Objective: To examine whether and to what extent intakes of calcium and vitamin D are related to the metabolic syndrome in middle-aged or older women.
Research design and methods: We analyzed data from 10,066 women aged > or =45 years participating in the Women's Health Study who were free of cardiovascular disease, cancer, or diabetes and who never used postmenopausal hormones. We used multiple logistic regression models to estimate multivariable odds ratios (ORs) and 95% CIs comparing different dietary intake levels of calcium and vitamin D.

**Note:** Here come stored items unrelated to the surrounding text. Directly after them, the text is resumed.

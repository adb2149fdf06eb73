//! MODBUS RTU protocol
//!
//! Checksums, the supported function codes and their handlers, and the
//! dispatcher that validates a ready frame before handing it over.
//!
//! Rejected requests never produce an exception response; they are
//! discarded and the poll reports [`Operation::Idle`].

pub mod crc;
mod discard;
mod dispatch;
pub mod function;
pub mod handlers;

use serde::{Deserialize, Serialize};

use crate::frame::OutboundFrame;

pub use discard::Discard;
pub use dispatch::dispatch;
pub use function::FunctionCode;

/// Address + function code + checksum
pub const MIN_FRAME_LEN: usize = 4;

/// Largest register count accepted by a read request
pub const MAX_READ_REGISTERS: u16 = 125;

/// Largest register count accepted by a write request
pub const MAX_WRITE_REGISTERS: u16 = 124;

/// What a poll did to the register store
#[derive(Debug, Clone, Copy, PartialEq, Eq, Hash, Default, Serialize, Deserialize)]
pub enum Operation {
    /// No request was served
    #[default]
    Idle,
    /// Registers were read by the master
    Read,
    /// Registers were written by the master
    Write,
}

impl From<FunctionCode> for Operation {
    fn from(function: FunctionCode) -> Self {
        match function {
            FunctionCode::ReadHoldingRegisters => Operation::Read,
            FunctionCode::WriteMultipleRegisters => Operation::Write,
        }
    }
}

/// Result of one poll: the operation served and the index range it touched
#[derive(Debug, Clone, Copy, PartialEq, Eq, Default, Serialize, Deserialize)]
pub struct AffectedRegisters {
    /// Operation served
    pub operation: Operation,
    /// First affected index in the register store
    pub start_index: u16,
    /// Number of affected registers
    pub count: u16,
}

impl AffectedRegisters {
    /// Nothing served
    pub const IDLE: AffectedRegisters = AffectedRegisters {
        operation: Operation::Idle,
        start_index: 0,
        count: 0,
    };

    /// Describe an operation on `count` registers from `start_index`
    pub fn new(operation: Operation, start_index: u16, count: u16) -> Self {
        Self {
            operation,
            start_index,
            count,
        }
    }

    /// True when the poll served nothing
    pub fn is_idle(&self) -> bool {
        self.operation == Operation::Idle
    }

    /// Affected store indices
    pub fn indices(&self) -> std::ops::Range<usize> {
        if self.is_idle() {
            return 0..0;
        }
        let start = usize::from(self.start_index);
        start..start + usize::from(self.count)
    }
}

/// A sealed reply and the registers it accounts for
#[derive(Debug, Clone)]
pub struct Reply {
    /// Frame to transmit
    pub frame: OutboundFrame,
    /// Registers read or written
    pub affected: AffectedRegisters,
}

#[cfg(test)]
mod tests {
    use super::*;

    #[test]
    fn test_idle_has_no_indices() {
        assert!(AffectedRegisters::IDLE.is_idle());
        assert_eq!(AffectedRegisters::IDLE.indices(), 0..0);
        assert_eq!(AffectedRegisters::default(), AffectedRegisters::IDLE);
    }

    #[test]
    fn test_indices() {
        let affected = AffectedRegisters::new(Operation::Write, 3, 2);
        assert_eq!(affected.indices(), 3..5);
    }

    #[test]
    fn test_operation_from_function() {
        assert_eq!(
            Operation::from(FunctionCode::WriteMultipleRegisters),
            Operation::Write
        );
    }
}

Results: In age- and calorie-adjusted analyses, higher intakes of total, dietary, and supplemental calcium were significantly and inversely associated with the prevalence of metabolic syndrome. After further adjusting for smoking status, exercise, alcohol intake, multivitamin use, and parental history of myocardial infarction before age 60 years, the ORs of having the metabolic syndrome for increasing quintiles of total calcium intake were 1.00 (reference), 0.82 (95% CI 0.70-0.97), 0.84 (0.71-0.99), 0.70 (0.59-0.83), and 0.64 (0.54-0.77) (P for trend <0.0001). This association was not appreciably altered by additional adjustment for other dietary factors or total vitamin D intake. In contrast, neither total (P for trend = 0.13) nor supplemental (P for trend = 0.45) vitamin D was significantly associated with metabolic syndrome. Dietary vitamin D was inversely associated with prevalence of metabolic syndrome but was not independent of total calcium intake. Similar strong relations between intakes of dairy products and metabolic syndrome were also observed. After adjustment for lifestyle and dietary factors, the multivariable ORs comparing highest with lowest intake categories were 0.66 (0.55-0.80) (P for trend <0.0001) for total dairy products and 0.85 (0.71-1.02) (P for trend = 0.05) for total milk intake.
Conclusions: Our results indicate that intakes of calcium and dairy products may be associated with lower prevalence of the metabolic syndrome in middle-aged and older women.